AVAILABLE RECORDS

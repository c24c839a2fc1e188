//! CSS selector subset used by [`super::MemoryPage`]: type and universal
//! selectors, `#id`, `.class`, attribute conditions (`[a]`, `[a=v]`,
//! `[a~=v]`, `[a*=v]`, `[a^=v]`, `[a$=v]`), descendant and child combinators,
//! and comma-separated groups. Anything else is rejected as invalid.

use crate::error::PageError;

/// Read access to an element tree, addressed by node index.
pub(crate) trait ElementTree {
    /// Tag name for element nodes, `None` for the document root.
    fn tag(&self, node: usize) -> Option<&str>;
    fn attr(&self, node: usize, name: &str) -> Option<&str>;
    fn parent(&self, node: usize) -> Option<usize>;
}

#[derive(Debug, Clone, PartialEq, Eq)]
enum AttrCondition {
    Exists(String),
    Eq(String, String),
    Includes(String, String),
    Contains(String, String),
    StartsWith(String, String),
    EndsWith(String, String),
}

impl AttrCondition {
    fn matches(&self, tree: &dyn ElementTree, node: usize) -> bool {
        match self {
            AttrCondition::Exists(key) => tree.attr(node, key).is_some(),
            AttrCondition::Eq(key, value) => tree.attr(node, key) == Some(value.as_str()),
            AttrCondition::Includes(key, value) => tree
                .attr(node, key)
                .is_some_and(|v| v.split_whitespace().any(|token| token == value)),
            AttrCondition::Contains(key, value) => {
                !value.is_empty() && tree.attr(node, key).is_some_and(|v| v.contains(value.as_str()))
            }
            AttrCondition::StartsWith(key, value) => {
                !value.is_empty()
                    && tree.attr(node, key).is_some_and(|v| v.starts_with(value.as_str()))
            }
            AttrCondition::EndsWith(key, value) => {
                !value.is_empty() && tree.attr(node, key).is_some_and(|v| v.ends_with(value.as_str()))
            }
        }
    }
}

#[derive(Debug, Clone, Default, PartialEq, Eq)]
struct Compound {
    tag: Option<String>,
    universal: bool,
    id: Option<String>,
    classes: Vec<String>,
    attrs: Vec<AttrCondition>,
}

impl Compound {
    fn is_empty(&self) -> bool {
        !self.universal
            && self.tag.is_none()
            && self.id.is_none()
            && self.classes.is_empty()
            && self.attrs.is_empty()
    }

    fn matches(&self, tree: &dyn ElementTree, node: usize) -> bool {
        let Some(tag) = tree.tag(node) else {
            return false;
        };
        if let Some(expected) = &self.tag {
            if !tag.eq_ignore_ascii_case(expected) {
                return false;
            }
        }
        if let Some(id) = &self.id {
            if tree.attr(node, "id") != Some(id.as_str()) {
                return false;
            }
        }
        if !self.classes.is_empty() {
            let class_attr = tree.attr(node, "class").unwrap_or_default();
            if !self
                .classes
                .iter()
                .all(|class| class_attr.split_whitespace().any(|c| c == class))
            {
                return false;
            }
        }
        self.attrs.iter().all(|cond| cond.matches(tree, node))
    }
}

#[derive(Debug, Clone, Copy, PartialEq, Eq)]
enum Combinator {
    Descendant,
    Child,
}

#[derive(Debug, Clone, PartialEq, Eq)]
struct Part {
    compound: Compound,
    // Relation to the part on the left; `None` for the first part.
    combinator: Option<Combinator>,
}

/// A parsed, comma-separated selector list.
#[derive(Debug, Clone, PartialEq, Eq)]
pub(crate) struct SelectorList {
    groups: Vec<Vec<Part>>,
}

impl SelectorList {
    pub(crate) fn parse(selector: &str) -> Result<Self, PageError> {
        let invalid = || PageError::InvalidSelector(selector.to_string());
        let groups = split_groups(selector)
            .into_iter()
            .map(|group| parse_chain(group).ok_or_else(invalid))
            .collect::<Result<Vec<_>, _>>()?;
        if groups.is_empty() {
            return Err(invalid());
        }
        Ok(Self { groups })
    }

    pub(crate) fn matches(&self, tree: &dyn ElementTree, node: usize) -> bool {
        self.groups
            .iter()
            .any(|parts| matches_from(tree, parts, parts.len() - 1, node))
    }

    /// `#id` alone, which callers can answer from an id index.
    pub(crate) fn id_only(&self) -> Option<&str> {
        match self.groups.as_slice() {
            [parts] if parts.len() == 1 => {
                let compound = &parts[0].compound;
                let only_id = !compound.universal
                    && compound.tag.is_none()
                    && compound.classes.is_empty()
                    && compound.attrs.is_empty();
                if only_id { compound.id.as_deref() } else { None }
            }
            _ => None,
        }
    }
}

fn matches_from(tree: &dyn ElementTree, parts: &[Part], idx: usize, node: usize) -> bool {
    if !parts[idx].compound.matches(tree, node) {
        return false;
    }
    if idx == 0 {
        return true;
    }
    match parts[idx].combinator.unwrap_or(Combinator::Descendant) {
        Combinator::Child => tree
            .parent(node)
            .is_some_and(|parent| matches_from(tree, parts, idx - 1, parent)),
        Combinator::Descendant => {
            let mut cursor = tree.parent(node);
            while let Some(ancestor) = cursor {
                if matches_from(tree, parts, idx - 1, ancestor) {
                    return true;
                }
                cursor = tree.parent(ancestor);
            }
            false
        }
    }
}

/// Splits on commas outside brackets and quotes.
fn split_groups(selector: &str) -> Vec<&str> {
    let mut groups = Vec::new();
    let mut depth = 0usize;
    let mut quote: Option<char> = None;
    let mut start = 0;
    for (i, ch) in selector.char_indices() {
        match (quote, ch) {
            (Some(q), c) if c == q => quote = None,
            (Some(_), _) => {}
            (None, '"' | '\'') => quote = Some(ch),
            (None, '[') => depth += 1,
            (None, ']') => depth = depth.saturating_sub(1),
            (None, ',') if depth == 0 => {
                groups.push(&selector[start..i]);
                start = i + 1;
            }
            _ => {}
        }
    }
    groups.push(&selector[start..]);
    groups
}

fn is_ident_char(ch: char) -> bool {
    ch.is_alphanumeric() || ch == '-' || ch == '_'
}

struct Cursor<'a> {
    chars: std::iter::Peekable<std::str::Chars<'a>>,
}

impl<'a> Cursor<'a> {
    fn new(src: &'a str) -> Self {
        Self {
            chars: src.chars().peekable(),
        }
    }

    fn peek(&mut self) -> Option<char> {
        self.chars.peek().copied()
    }

    fn bump(&mut self) -> Option<char> {
        self.chars.next()
    }

    fn eat(&mut self, expected: char) -> bool {
        if self.peek() == Some(expected) {
            self.bump();
            true
        } else {
            false
        }
    }

    fn skip_ws(&mut self) -> bool {
        let mut skipped = false;
        while self.peek().is_some_and(char::is_whitespace) {
            self.bump();
            skipped = true;
        }
        skipped
    }

    fn ident(&mut self) -> Option<String> {
        let mut out = String::new();
        while let Some(ch) = self.peek().filter(|c| is_ident_char(*c)) {
            out.push(ch);
            self.bump();
        }
        (!out.is_empty()).then_some(out)
    }

    fn attr_value(&mut self) -> Option<String> {
        match self.peek()? {
            q @ ('"' | '\'') => {
                self.bump();
                let mut out = String::new();
                loop {
                    match self.bump()? {
                        c if c == q => return Some(out),
                        c => out.push(c),
                    }
                }
            }
            _ => self.ident(),
        }
    }

    fn attr_condition(&mut self) -> Option<AttrCondition> {
        self.skip_ws();
        let key = self.ident()?;
        self.skip_ws();
        if self.eat(']') {
            return Some(AttrCondition::Exists(key));
        }
        let op = match self.bump()? {
            '=' => None,
            c @ ('~' | '*' | '^' | '$') => {
                if !self.eat('=') {
                    return None;
                }
                Some(c)
            }
            _ => return None,
        };
        self.skip_ws();
        let value = self.attr_value()?;
        self.skip_ws();
        if !self.eat(']') {
            return None;
        }
        Some(match op {
            None => AttrCondition::Eq(key, value),
            Some('~') => AttrCondition::Includes(key, value),
            Some('*') => AttrCondition::Contains(key, value),
            Some('^') => AttrCondition::StartsWith(key, value),
            Some(_) => AttrCondition::EndsWith(key, value),
        })
    }
}

fn parse_chain(src: &str) -> Option<Vec<Part>> {
    let src = src.trim();
    if src.is_empty() {
        return None;
    }

    let mut cursor = Cursor::new(src);
    let mut parts: Vec<Part> = Vec::new();
    let mut current = Compound::default();
    let mut pending: Option<Combinator> = None;

    fn flush(parts: &mut Vec<Part>, current: &mut Compound, pending: &mut Option<Combinator>) {
        if current.is_empty() {
            return;
        }
        let combinator = if parts.is_empty() {
            None
        } else {
            Some(pending.take().unwrap_or(Combinator::Descendant))
        };
        parts.push(Part {
            compound: std::mem::take(current),
            combinator,
        });
        *pending = None;
    }

    while let Some(ch) = cursor.peek() {
        match ch {
            c if c.is_whitespace() => {
                cursor.skip_ws();
                if !current.is_empty() {
                    flush(&mut parts, &mut current, &mut pending);
                    pending = Some(Combinator::Descendant);
                }
            }
            '>' => {
                cursor.bump();
                flush(&mut parts, &mut current, &mut pending);
                if parts.is_empty() {
                    return None;
                }
                pending = Some(Combinator::Child);
            }
            '#' => {
                cursor.bump();
                current.id = Some(cursor.ident()?);
            }
            '.' => {
                cursor.bump();
                current.classes.push(cursor.ident()?);
            }
            '[' => {
                cursor.bump();
                current.attrs.push(cursor.attr_condition()?);
            }
            '*' => {
                if !current.is_empty() {
                    return None;
                }
                cursor.bump();
                current.universal = true;
            }
            c if is_ident_char(c) && !c.is_ascii_digit() => {
                if !current.is_empty() {
                    return None;
                }
                current.tag = Some(cursor.ident()?.to_ascii_lowercase());
            }
            _ => return None,
        }
    }

    if current.is_empty() {
        // trailing combinator such as "div >"
        if pending == Some(Combinator::Child) {
            return None;
        }
    } else {
        flush(&mut parts, &mut current, &mut pending);
    }

    (!parts.is_empty()).then_some(parts)
}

EXERCISE GOAL
Go through the records, tally the lines holding the word "impl", and give only the tally.

SOLUTION FOR THIS PROBLEM
4